▶ _WHAT NEEDS TO BE DONE_
Set down the lines of the data exactly, starting at the first and stopping after the line containing "use crate::config::error::ConfigError;".

========================================

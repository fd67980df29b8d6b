//! TOML configuration schema types for drillview.
//!
//! All structs derive `Deserialize` and `Serialize` with defaults via
//! `#[serde(default)]`, so a partial file only overrides what it names.
//!
//! Duration fields use human-readable strings (e.g. `"100ms"`, `"1s"`)
//! parsed by the `humantime` crate.

use std::time::Duration;

use serde::{Deserialize, Serialize};

use crate::config::error::ConfigError;
use crate::viewer::{PipeSettings, DEFAULT_PIPE_COLOR, DEFAULT_PIPE_DIAMETER};

/// Default address of the trajectory server.
pub const DEFAULT_SERVER_ADDR: &str = "127.0.0.1:8000";

// ---------------------------------------------------------------------------
// Top-level Config
// ---------------------------------------------------------------------------

/// Root configuration.
///
/// ```toml
/// [viewer]
/// [daemon]
/// ```
#[derive(Debug, Clone, Default, Deserialize, Serialize, PartialEq)]
#[serde(default)]
pub struct Config {
    /// Terminal viewer settings.
    pub viewer: ViewerConfig,
    /// Trajectory server settings.
    pub daemon: TomlDaemonConfig,
}

// ---------------------------------------------------------------------------
// Viewer
// ---------------------------------------------------------------------------

#[derive(Debug, Clone, Deserialize, Serialize, PartialEq)]
#[serde(default)]
pub struct ViewerConfig {
    /// `host:port` of the trajectory server.
    pub server: String,
    /// Connect as soon as the viewer opens.
    pub auto_connect: bool,
    /// Redraw interval as a human-readable duration (e.g. `"100ms"`).
    pub tick_rate: String,
    /// Initial pipe diameter in metres.
    pub pipe_diameter: f64,
    /// Initial pipe colour as a CSS colour string.
    pub pipe_color: String,
    /// Log file for the viewer. Empty disables viewer logging, since the
    /// terminal is taken by the UI.
    pub log_file: String,
    /// Viewer logging verbosity, overridden by `DRILLVIEW_LOG`.
    pub log_level: LogLevel,
}

impl Default for ViewerConfig {
    fn default() -> Self {
        Self {
            server: DEFAULT_SERVER_ADDR.to_string(),
            auto_connect: true,
            tick_rate: "100ms".to_string(),
            pipe_diameter: DEFAULT_PIPE_DIAMETER,
            pipe_color: DEFAULT_PIPE_COLOR.to_string(),
            log_file: String::new(),
            log_level: LogLevel::Info,
        }
    }
}

impl ViewerConfig {
    /// Parses `tick_rate` with humantime.
    pub fn tick_rate(&self) -> Result<Duration, ConfigError> {
        let rate = humantime::parse_duration(&self.tick_rate).map_err(|e| {
            ConfigError::InvalidValue {
                field: "viewer.tick_rate".to_string(),
                message: e.to_string(),
            }
        })?;
        if rate.is_zero() {
            return Err(ConfigError::InvalidValue {
                field: "viewer.tick_rate".to_string(),
                message: "must be greater than zero".to_string(),
            });
        }
        Ok(rate)
    }

    /// Initial pipe settings for the viewer.
    pub fn pipe_settings(&self) -> PipeSettings {
        PipeSettings {
            diameter: self.pipe_diameter,
            color: self.pipe_color.clone(),
        }
    }

    /// Checks every field that TOML alone cannot validate.
    pub fn validate(&self) -> Result<(), ConfigError> {
        self.tick_rate()?;
        if !self.pipe_diameter.is_finite() || self.pipe_diameter <= 0.0 {
            return Err(ConfigError::InvalidValue {
                field: "viewer.pipe_diameter".to_string(),
                message: format!("{} is not a positive number", self.pipe_diameter),
            });
        }
        crate::scene::Color::from_css_color_string(&self.pipe_color).map_err(|e| {
            ConfigError::InvalidValue {
                field: "viewer.pipe_color".to_string(),
                message: e.to_string(),
            }
        })?;
        Ok(())
    }
}

// ---------------------------------------------------------------------------
// Daemon
// ---------------------------------------------------------------------------

/// Server configuration from the TOML `[daemon]` section.
///
/// Named `TomlDaemonConfig` to avoid collision with the runtime
/// `crate::DaemonConfig` (listen address / daemonize flag).
#[derive(Debug, Clone, Deserialize, Serialize, PartialEq)]
#[serde(default)]
pub struct TomlDaemonConfig {
    /// `host:port` to listen on.
    pub listen: String,
    /// Logging verbosity, overridden by `DRILLVIEW_LOG`.
    pub log_level: LogLevel,
    /// Path to log file. Empty string means stderr.
    pub log_file: String,
}

impl Default for TomlDaemonConfig {
    fn default() -> Self {
        Self {
            listen: DEFAULT_SERVER_ADDR.to_string(),
            log_level: LogLevel::Info,
            log_file: String::new(),
        }
    }
}

/// Log verbosity levels (kebab-case in TOML).
#[derive(Debug, Clone, Copy, Default, Deserialize, Serialize, PartialEq, Eq)]
#[serde(rename_all = "kebab-case")]
pub enum LogLevel {
    /// Only errors.
    Error,
    /// Errors and warnings.
    Warn,
    /// Informational messages (default).
    #[default]
    Info,
    /// Debug-level detail.
    Debug,
    /// Full trace output.
    Trace,
}

impl LogLevel {
    /// Filter directive accepted by `tracing_subscriber::EnvFilter`.
    pub fn as_directive(self) -> &'static str {
        match self {
            LogLevel::Error => "error",
            LogLevel::Warn => "warn",
            LogLevel::Info => "info",
            LogLevel::Debug => "debug",
            LogLevel::Trace => "trace",
        }
    }
}

// ---------------------------------------------------------------------------
// Tests
// ---------------------------------------------------------------------------

#[cfg(test)]
mod tests {
    use super::*;

    #[test]
    fn parse_valid_config_all_fields() {
        let toml_str = r##"
[viewer]
server = "10.0.0.5:9000"
auto_connect = false
tick_rate = "50ms"
pipe_diameter = 0.5
pipe_color = "#ff8800"
log_file = "/tmp/viewer.log"
log_level = "warn"

[daemon]
listen = "0.0.0.0:8000"
log_level = "debug"
log_file = "/var/log/drillview.log"
"##;
        let config: Config = toml::from_str(toml_str).expect("valid TOML should parse");
        assert_eq!(config.viewer.server, "10.0.0.5:9000");
        assert!(!config.viewer.auto_connect);
        assert_eq!(config.viewer.tick_rate, "50ms");
        assert_eq!(config.viewer.pipe_diameter, 0.5);
        assert_eq!(config.viewer.pipe_color, "#ff8800");
        assert_eq!(config.viewer.log_file, "/tmp/viewer.log");
        assert_eq!(config.viewer.log_level, LogLevel::Warn);
        assert_eq!(config.daemon.listen, "0.0.0.0:8000");
        assert_eq!(config.daemon.log_level, LogLevel::Debug);
        assert_eq!(config.daemon.log_file, "/var/log/drillview.log");
    }

    #[test]
    fn parse_empty_string_uses_all_defaults() {
        let config: Config = toml::from_str("").expect("empty string should parse");
        assert_eq!(config, Config::default());
    }

    #[test]
    fn parse_unknown_fields_are_ignored() {
        let toml_str = r#"
unknown_key = "hello"

[viewer]
future_field = 42
"#;
        let config: Config = toml::from_str(toml_str).expect("unknown fields should be ignored");
        assert_eq!(config.viewer.server, DEFAULT_SERVER_ADDR);
    }

    #[test]
    fn defaults_match_viewer_constants() {
        let config = Config::default();
        assert_eq!(config.viewer.pipe_diameter, 0.3);
        assert_eq!(config.viewer.pipe_color, "#00ff66");
        assert_eq!(config.daemon.listen, "127.0.0.1:8000");
        assert_eq!(config.viewer.pipe_settings(), PipeSettings::default());
        assert_eq!(config.viewer.log_level, LogLevel::Info);
    }

    #[test]
    fn tick_rate_parses_humantime() {
        let viewer = ViewerConfig::default();
        assert_eq!(viewer.tick_rate().unwrap(), Duration::from_millis(100));

        let bad = ViewerConfig {
            tick_rate: "soon".to_string(),
            ..ViewerConfig::default()
        };
        assert!(matches!(
            bad.tick_rate(),
            Err(ConfigError::InvalidValue { ref field, .. }) if field == "viewer.tick_rate"
        ));

        let zero = ViewerConfig {
            tick_rate: "0ms".to_string(),
            ..ViewerConfig::default()
        };
        assert!(zero.tick_rate().is_err());
    }

    #[test]
    fn validate_rejects_bad_pipe_settings() {
        assert!(ViewerConfig::default().validate().is_ok());

        let bad_colour = ViewerConfig {
            pipe_color: "mauve-ish".to_string(),
            ..ViewerConfig::default()
        };
        assert!(bad_colour.validate().is_err());

        let bad_diameter = ViewerConfig {
            pipe_diameter: -1.0,
            ..ViewerConfig::default()
        };
        assert!(bad_diameter.validate().is_err());
    }

    #[test]
    fn log_level_all_variants() {
        for (input, expected) in [
            ("error", LogLevel::Error),
            ("warn", LogLevel::Warn),
            ("info", LogLevel::Info),
            ("debug", LogLevel::Debug),
            ("trace", LogLevel::Trace),
        ] {
            let toml_str = format!("log_level = \"{}\"", input);
            let daemon: TomlDaemonConfig =
                toml::from_str(&toml_str).expect("log level should parse");
            assert_eq!(daemon.log_level, expected);
            assert_eq!(expected.as_directive(), input);
        }
    }

    #[test]
    fn invalid_log_level_returns_error() {
        let result: Result<TomlDaemonConfig, _> = toml::from_str(r#"log_level = "verbose""#);
        assert!(result.is_err());
    }

    #[test]
    fn roundtrip_serialize_deserialize() {
        let config = Config::default();
        let toml_str = toml::to_string(&config).expect("serialization should succeed");
        let parsed: Config = toml::from_str(&toml_str).expect("roundtrip should parse");
        assert_eq!(config, parsed);
    }
}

========================================

▶ _REPLY TO THE TASK_
repository fd67980df29b8d6b
//! TOML configuration schema types for drillview.
//!
//! All structs derive `Deserialize` and `Serialize` with defaults via
//! `#[serde(default)]`, so a partial file only overrides what it names.
//!
//! Duration fields use human-readable strings (e.g. `"100ms"`, `"1s"`)
//! parsed by the `humantime` crate.

use std::time::Duration;

use serde::{Deserialize, Serialize};

use crate::config::error::ConfigError;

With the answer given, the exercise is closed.